Education turns out for Google Cloud Next ‘23
Nicole DeSantis
Research Marketing Manager, Google Cloud
Educators, researchers, IT professionals, student developers, and C-suite leaders showed up in full force in August for Google Cloud Next, our global showcase for the latest cloud technologies and success stories. They attended breakout sessions, product demos, and keynotes to explore the potential of new tools like generative AI and gain insights into how it is already transforming teaching, learning, and advanced research across the country.
Gen AI offers particular benefits for the education community, which faces constant demands for speed and scale in their key missions of driving scientific breakthroughs and preparing the next generation for the workforce. It can generate cost efficiencies–the time to value for insights– for both research and operations. It can improve user experience for students, staff, and faculty. It can accelerate content development and customize large models to analyze the ever-growing mountains of data generated on campuses everywhere.

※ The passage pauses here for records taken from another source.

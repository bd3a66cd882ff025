//! The periodic sweeps that keep the pool coherent: idle timeout, max
//! connection age, validation, flush, and prefill. Sweeps scan from the high
//! end of the table so hot slots survive, CAS FREE into a transient state
//! while they inspect a slot, and back off if the CAS fails because a worker
//! just took it.

use std::time::{Duration, SystemTime};

use log::{debug, info, warn};

use crate::config::get_config;
use crate::pool::{get_pool, PoolState, SlotState};
use crate::servers::{self, ServerState};

#[derive(Debug, Clone, Copy, PartialEq, Eq)]
pub enum FlushMode {
    Idle,
    Gracefully,
    All,
}

impl std::fmt::Display for FlushMode {
    fn fmt(&self, f: &mut std::fmt::Formatter<'_>) -> std::fmt::Result {
        match self {
            FlushMode::Idle => f.write_str("idle"),
            FlushMode::Gracefully => f.write_str("gracefully"),
            FlushMode::All => f.write_str("all"),
        }
    }
}

fn idle_for(timestamp: Option<SystemTime>) -> Duration {
    timestamp
        .and_then(|t| t.elapsed().ok())
        .unwrap_or_default()
}

impl PoolState {
    /// Kill FREE slots that have been unused longer than `idle_timeout`.
    pub fn idle_timeout_sweep(&self) {
        let config = get_config();
        let timeout = Duration::from_secs(config.general.idle_timeout);
        let mut prefill = false;

        debug!("idle_timeout_sweep");

        for i in (0..self.max_connections()).rev() {
            if !self.cas_state(i, SlotState::Free, SlotState::IdleCheck) {
                continue;
            }

            let (idle, tx_mode) = {
                let meta = self.slot(i).meta.lock();
                (idle_for(meta.timestamp), meta.tx_mode)
            };

            if idle >= timeout && !tx_mode {
                self.kill_connection_from_sweep(i);
                prefill = true;
            } else if !self.cas_state(i, SlotState::IdleCheck, SlotState::Free) {
                self.kill_connection_from_sweep(i);
                prefill = true;
            }
        }

        if prefill {
            prefill_if_can(false);
        }

        self.pool_status();
    }

    /// Kill FREE slots older than `max_connection_age`, measured from first
    /// use.
    pub fn max_connection_age_sweep(&self) {
        let config = get_config();
        let limit = Duration::from_secs(config.general.max_connection_age);
        let mut prefill = false;

        debug!("max_connection_age_sweep");

        for i in (0..self.max_connections()).rev() {
            if !self.cas_state(i, SlotState::Free, SlotState::MaxConnectionAge) {
                continue;
            }

            let (age, tx_mode) = {
                let meta = self.slot(i).meta.lock();
                (idle_for(meta.start_time), meta.tx_mode)
            };

            if age >= limit && !tx_mode {
                self.kill_connection_from_sweep(i);
                prefill = true;
            } else if !self.cas_state(i, SlotState::MaxConnectionAge, SlotState::Free) {
                self.kill_connection_from_sweep(i);
                prefill = true;
            }
        }

        if prefill {
            prefill_if_can(false);
        }

        self.pool_status();
    }

    /// Probe FREE slots: socket error, idle time, age, and a SELECT 1 round
    /// trip. Anything off kills the slot.
    pub async fn validation_sweep(&self) {
        let config = get_config();

        debug!("validation_sweep");

        for i in (0..self.max_connections()).rev() {
            if !self.cas_state(i, SlotState::Free, SlotState::Validation) {
                continue;
            }

            let mut kill = false;

            let mut conn = self.slot(i).conn.lock().take();
            match conn {
                Some(ref conn) if conn.socket_is_valid() => (),
                _ => kill = true,
            }

            if !kill && config.general.idle_timeout > 0 {
                let idle = idle_for(self.slot(i).meta.lock().timestamp);
                if idle >= Duration::from_secs(config.general.idle_timeout) {
                    kill = true;
                }
            }

            if !kill && config.general.max_connection_age > 0 {
                let age = idle_for(self.slot(i).meta.lock().start_time);
                if age >= Duration::from_secs(config.general.max_connection_age) {
                    kill = true;
                }
            }

            if !kill {
                if let Some(ref mut conn) = conn {
                    kill = conn.validate().await.is_err();
                }
            }

            if kill {
                drop(conn);
                self.kill_connection_from_sweep(i);
                prefill_if_can(false);
                continue;
            }

            *self.slot(i).conn.lock() = conn;
            if !self.cas_state(i, SlotState::Validation, SlotState::Free) {
                self.kill_connection_from_sweep(i);
                prefill_if_can(false);
            }
        }

        self.pool_status();
    }

    /// Drain slots matching a database pattern. FREE slots die immediately;
    /// IN_USE slots are forced (ALL) or marked GRACEFULLY so the owner's
    /// next return demolishes them. Slots on a FAILED server are pushed to
    /// GRACEFULLY regardless of mode.
    pub fn flush(&self, mode: FlushMode, database: &str) {
        let mut prefill = false;

        debug!("flush {mode} {database}");

        for i in (0..self.max_connections()).rev() {
            let (slot_server, slot_database, owner) = {
                let meta = self.slot(i).meta.lock();
                (meta.server, meta.database.clone(), meta.owner)
            };

            let server_failed = slot_server >= 0
                && servers::get_server(slot_server as usize)
                    .map(|s| s.state() == ServerState::Failed)
                    .unwrap_or(false);

            if server_failed {
                self.bump_to_gracefully(i, &mut prefill);
                continue;
            }

            if database != "*" && slot_database != database {
                continue;
            }

            if self.cas_state(i, SlotState::Free, SlotState::Flush) {
                self.terminate_cached(i);
                self.kill_connection_from_sweep(i);
                prefill = true;
            } else if mode == FlushMode::All || mode == FlushMode::Gracefully {
                if self.cas_state(i, SlotState::InUse, SlotState::Flush) {
                    match mode {
                        FlushMode::All => {
                            // The single-process stand-in for SIGQUIT: drop
                            // the owning client; its lease kills the slot.
                            crate::client::registry::disconnect(owner);
                            self.store_state(i, SlotState::Gracefully);
                        }
                        FlushMode::Gracefully => {
                            self.store_state(i, SlotState::Gracefully);
                        }
                        FlushMode::Idle => (),
                    }
                }
            }
        }

        if prefill {
            prefill_if_can(false);
        }

        self.pool_status();
    }

    /// Drain every slot tied to one server, then refill if a different
    /// primary is available.
    pub fn flush_server(&self, server: usize) {
        debug!("flush_server {server}");

        for i in 0..self.max_connections() {
            let slot_server = self.slot(i).meta.lock().server;
            if slot_server != server as i32 {
                continue;
            }

            if self.cas_state(i, SlotState::Free, SlotState::Gracefully) {
                self.terminate_cached(i);
                self.kill_connection_from_sweep(i);
            } else {
                match self.state(i) {
                    SlotState::NotInit | SlotState::Init => (),
                    _ => {
                        // In use or mid-sweep: the owner will notice.
                        self.store_state(i, SlotState::Gracefully);
                    }
                }
            }
        }

        match servers::get_primary() {
            Ok(primary) if primary != server => prefill_if_can(true),
            Ok(_) => (),
            Err(_) => debug!("No primary defined"),
        }

        self.pool_status();
    }

    fn bump_to_gracefully(&self, i: usize, prefill: &mut bool) {
        match self.state(i) {
            SlotState::NotInit | SlotState::Init => (),
            SlotState::Free => {
                self.store_state(i, SlotState::Gracefully);
                self.terminate_cached(i);
                self.kill_connection_from_sweep(i);
                *prefill = true;
            }
            _ => {
                self.store_state(i, SlotState::Gracefully);
            }
        }
    }

    fn terminate_cached(&self, i: usize) {
        if let Some(conn) = self.slot(i).conn.lock().as_mut() {
            if conn.socket_is_valid() {
                conn.terminate();
            }
        }
    }

    /// Open slots ahead of demand for every concrete (user, database) rule:
    /// up to `initial_size` on first start, `min_size` on refill. Stops a
    /// rule on the first authentication failure.
    pub async fn prefill(&self, initial: bool) {
        debug!("prefill initial={initial}");

        for r in 0..self.limits().len() {
            let (database, username, size) = {
                let rule = &self.limits()[r];
                let size = if initial {
                    rule.initial_size
                } else {
                    rule.min_size
                };
                (rule.database.clone(), rule.username.clone(), size)
            };

            if size == 0 {
                continue;
            }

            if database == "all" || username == "all" {
                warn!("Limit entry {} with wildcard cannot be prefilled", r + 1);
                continue;
            }

            if !crate::config::user_known(&username) {
                warn!("Unknown user '{username}' for limit entry {}", r + 1);
                continue;
            }

            while self.should_prefill(&username, &database, size) {
                match self
                    .get_connection(&username, &database, false, false, 0)
                    .await
                {
                    Ok(lease) => {
                        lease.release(false).await;
                    }
                    Err(err) => {
                        warn!(
                            "Prefill for '{username}'/'{database}' stopped: {err}"
                        );
                        break;
                    }
                }
            }
        }

        self.pool_status();
    }

    /// More slots wanted for this pair, and room to create them.
    fn should_prefill(&self, username: &str, database: &str, size: usize) -> bool {
        let mut connections = 0;
        let mut free = 0;

        for i in 0..self.max_connections() {
            let matches = {
                let meta = self.slot(i).meta.lock();
                meta.username == username && meta.database == database
            };
            if matches {
                connections += 1;
            } else if self.state(i) == SlotState::NotInit {
                free += 1;
            }
        }

        connections < size && free > 0
    }
}

/// Kick a prefill on the global pool if one can run. Safe to call from
/// anywhere; does nothing before the pool exists or when no primary is up.
pub fn prefill_if_can(initial: bool) {
    let Some(pool) = get_pool() else {
        return;
    };

    if !pool
        .limits()
        .iter()
        .any(|rule| if initial { rule.initial_size > 0 } else { rule.min_size > 0 })
    {
        return;
    }

    if servers::get_primary().is_err() {
        warn!("No primary detected, cannot prefill");
        return;
    }

    tokio::spawn(async move {
        pool.prefill(initial).await;
    });
}

/// The periodic maintenance task the supervisor runs: idle, age and
/// validation sweeps on one interval.
pub async fn run_sweeps() {
    let interval = get_config().general.background_interval.max(1);
    let mut ticker = tokio::time::interval(Duration::from_secs(interval));
    ticker.set_missed_tick_behavior(tokio::time::MissedTickBehavior::Delay);
    ticker.tick().await;

    loop {
        ticker.tick().await;

        let Some(pool) = get_pool() else {
            continue;
        };
        let config = get_config();

        if config.general.idle_timeout > 0 {
            pool.idle_timeout_sweep();
        }
        if config.general.max_connection_age > 0 {
            pool.max_connection_age_sweep();
        }
        if config.general.validation == crate::config::Validation::Background {
            pool.validation_sweep().await;
        }

        info!(
            "pool: {}/{} connections active",
            pool.active_connections(),
            pool.max_connections()
        );
    }
}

Here are some of the top takeaways from the education sessions and demos:
At Secure Your Organization with Zero Trust Controls and Google AI: IT leaders at the University of Notre Dame demonstrated how they used AI to gamify cybersecurity training for over a thousand students. By designing an interactive AI-based Google Wizarding College and a Cybersecurity Carnival they made security training fun and effective. “Security is everyone’s responsibility,” Chas Grundy, Director of IT Strategy and Transformation, says. “Google tools help us set defaults and automate controls to make that burden easier on students and admins.”
The panelists at Responsibly Driving Student Success with AI began by pointing to some of the challenges facing higher education today: the learning losses in math and reading since the pandemic and the overwhelming need to retrain tomorrow’s workforce in new skills. Lev Gonick, Enterprise Chief Information Officer at Arizona State University, believes AI has the potential to recruit and retain students who haven’t been served by traditional education. Virtual tutors and personalized learning can help the 40 million students with Some College, No Credential (SCNC) reach their career goals. COO Miguel Amigot II of IBL Education described how their gen AI-based mentors can provide a one-to-one learning experience to students and professionals looking for tailored skills development. In collaboration with professors, IBL Education builds AI-based modules that can help students with everything from time management skills to social interactions. Anant Agawral, founder of edX, already uses AI to translate edX’s 4,000 online courses into over a dozen languages. “That used to be expensive,” he says, “but now the translations are so fast and so good that we can just focus on distributing them efficiently.”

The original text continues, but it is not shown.